私はこの問題についてちょっと斜めからみた意見を持っています。それは図書館の貸し出し有料化ということです。これは現在では法制上無理ということなのですが、まぁ非当事者の戯言あるいは思考実験ということで。ここでの有償化の提言は著作権者に還元することを目的とするものではなく、サービスの受益者負担(税金以外の)とサービス向上のためです。それに昨今の公共のものはタダで粗雑に扱ってもいいという風潮に抵抗したいと言うことでもあります。指田さんは記事の中で、「市民はタダだから借りるのではない。家に本を置きたくないから借りるのだ」と述べられていますが、それなら有償にしたらどうなるのだろうという興味もあります。

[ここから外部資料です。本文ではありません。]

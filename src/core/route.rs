//! Route resolution - where to point when the target is on another map
//!
//! Finds the shortest transition chain from the local player's location to
//! the target's location and returns the world anchor of the first
//! transition on that chain. The arrow then points at the door or map edge
//! to walk through instead of at a straight-line position on a map the
//! player cannot see.

use std::collections::{BTreeMap, VecDeque};

use tracing::debug;

use super::map_graph::MapGraph;
use super::types::{LocationSnapshot, WorldPos};

// =============================================================================
// ERRORS
// =============================================================================

/// Why a route could not be resolved this cycle. Every variant is
/// recoverable: the caller keeps its previous target and retries on the
/// next refresh trigger.
#[derive(Debug, Clone, PartialEq, Eq)]
pub enum ResolveError {
    /// A location name has no node in the graph, even after a rebuild
    UnknownLocation(String),
    /// No transition chain connects source to target
    NoRoute,
    /// The graph has a route, but the source location snapshot carries no
    /// matching transition point (stale graph edge)
    NoAnchor(String),
}

impl std::fmt::Display for ResolveError {
    fn fmt(&self, f: &mut std::fmt::Formatter<'_>) -> std::fmt::Result {
        match self {
            ResolveError::UnknownLocation(name) => {
                write!(f, "Location '{}' is not in the connectivity graph", name)
            }
            ResolveError::NoRoute => {
                write!(f, "No transition chain connects the two locations")
            }
            ResolveError::NoAnchor(target) => {
                write!(f, "Source location has no transition toward '{}'", target)
            }
        }
    }
}

// =============================================================================
// RESOLUTION
// =============================================================================

/// Resolve the world position an arrow should point at when its target is
/// in `target` and the local player is in `source`.
///
/// BFS over the connectivity graph, so among routes with different hop
/// counts the shortest wins. Among equal-length routes the first hop with
/// the lexicographically smallest name wins (BTree neighbor order), which
/// keeps the choice stable run to run.
///
/// A name missing from the graph triggers one rebuild from `locations`
/// per call, healing the cache after festival maps or mod locations
/// appear. `resolve(l, l)` only succeeds when a transition chain loops
/// back to `l`; callers treat same-location targets as same-map and never
/// ask for a route.
pub fn resolve(
    graph: &mut MapGraph,
    locations: &[LocationSnapshot],
    source: &str,
    target: &str,
) -> Result<WorldPos, ResolveError> {
    let mut rebuilt = false;
    ensure_known(graph, locations, source, &mut rebuilt)?;
    ensure_known(graph, locations, target, &mut rebuilt)?;

    let path = shortest_path(graph, locations, source, target, &mut rebuilt)
        .ok_or(ResolveError::NoRoute)?;
    let next_hop = path.get(1).ok_or(ResolveError::NoRoute)?;

    let anchor = locations
        .iter()
        .find(|l| l.name == source)
        .and_then(|l| l.transition_to(next_hop))
        .map(|t| t.anchor_world())
        .ok_or_else(|| ResolveError::NoAnchor(next_hop.clone()))?;

    debug!(
        source = %source,
        target = %target,
        next_hop = %next_hop,
        hops = path.len() - 1,
        "[ROUTE] Resolved cross-map target"
    );
    Ok(anchor)
}

/// Node must exist in the graph; one rebuild is allowed to make it appear
fn ensure_known(
    graph: &mut MapGraph,
    locations: &[LocationSnapshot],
    name: &str,
    rebuilt: &mut bool,
) -> Result<(), ResolveError> {
    if graph.contains(name) {
        return Ok(());
    }
    if !*rebuilt {
        debug!(location = %name, "[ROUTE] Unknown location, rebuilding graph");
        graph.rebuild(locations);
        *rebuilt = true;
        if graph.contains(name) {
            return Ok(());
        }
    }
    Err(ResolveError::UnknownLocation(name.to_string()))
}

/// BFS shortest path from `source` to `target`, both endpoints included.
///
/// Completion is checked on the edge, not the dequeued node, so a chain
/// looping back to the source still counts as a route. The returned path
/// therefore always has at least two entries. Nodes whose adjacency is
/// missing after the one allowed rebuild are abandoned.
fn shortest_path(
    graph: &mut MapGraph,
    locations: &[LocationSnapshot],
    source: &str,
    target: &str,
    rebuilt: &mut bool,
) -> Option<Vec<String>> {
    let mut came_from: BTreeMap<String, String> = BTreeMap::new();
    let mut queue: VecDeque<String> = VecDeque::new();
    came_from.insert(source.to_string(), source.to_string());
    queue.push_back(source.to_string());

    while let Some(node) = queue.pop_front() {
        let Some(neighbors) = node_neighbors(graph, locations, &node, rebuilt) else {
            debug!(location = %node, "[ROUTE] No adjacency for location, branch abandoned");
            continue;
        };

        for next in neighbors {
            if next == target {
                // Walk back to the source through the parent links
                let mut path = vec![target.to_string()];
                let mut current = node.clone();
                loop {
                    path.push(current.clone());
                    match came_from.get(&current) {
                        Some(parent) if *parent != current => current = parent.clone(),
                        _ => break,
                    }
                }
                path.reverse();
                return Some(path);
            }
            if !came_from.contains_key(&next) {
                came_from.insert(next.clone(), node.clone());
                queue.push_back(next);
            }
        }
    }

    None
}

/// Adjacency of one node, cloned out so the graph stays borrowable for
/// the mid-search rebuild
fn node_neighbors(
    graph: &mut MapGraph,
    locations: &[LocationSnapshot],
    node: &str,
    rebuilt: &mut bool,
) -> Option<Vec<String>> {
    if graph.neighbors(node).is_none() && !*rebuilt {
        debug!(location = %node, "[ROUTE] Location missing mid-search, rebuilding graph");
        graph.rebuild(locations);
        *rebuilt = true;
    }
    graph
        .neighbors(node)
        .map(|set| set.iter().cloned().collect())
}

Posted by: masato at 08/31, 2003 11:24 PM

図書館の有償制について。
それは私が昨年から提言しているように、レンタル・ブックを進めれば良いことである。公共の図書館での貸出をいきなり有料にせよ、といのは無理がある、と言うより現実的には全く不可能。法改正しないと出来ない、ということは出来ないのだ。
それより、民間のレンタル・ブックを促進し有料で貸出し、著作権法を改正してそこから貸与料を取り、著作権者に払うようにすれば、すべて解決できることだ。実に簡単である。
よく考えてもらいたい。

Posted by: 指田文夫 at 09/01, 2003 08:16 PM

最初の全国の貸出数はともかくとして、『模倣犯』の貸出が20万冊という数字は、相当に疑ってみる必要がある。
また、貸出実績で図書館が評価されるというのも眉唾だ。一体誰がそんなことを言っているのか。まるで「火曜サスペンス劇場」みたいな役所である。どこの市長もその程度で、ああだこうだ言うレベルではない。
一体どういうやリ方で出した数字なのか。
恐らく、かなり少ないサンプルを基に作った数字だと思われる。
先日三田誠広の『図書館への私の提言』が出て読んだが、そうした図書館の貸出による販売への被害の実証が全くなく、ただ
売れなくなるのは確実と繰り返すばかりだった。
全くひどい本である。是非読まれるといい。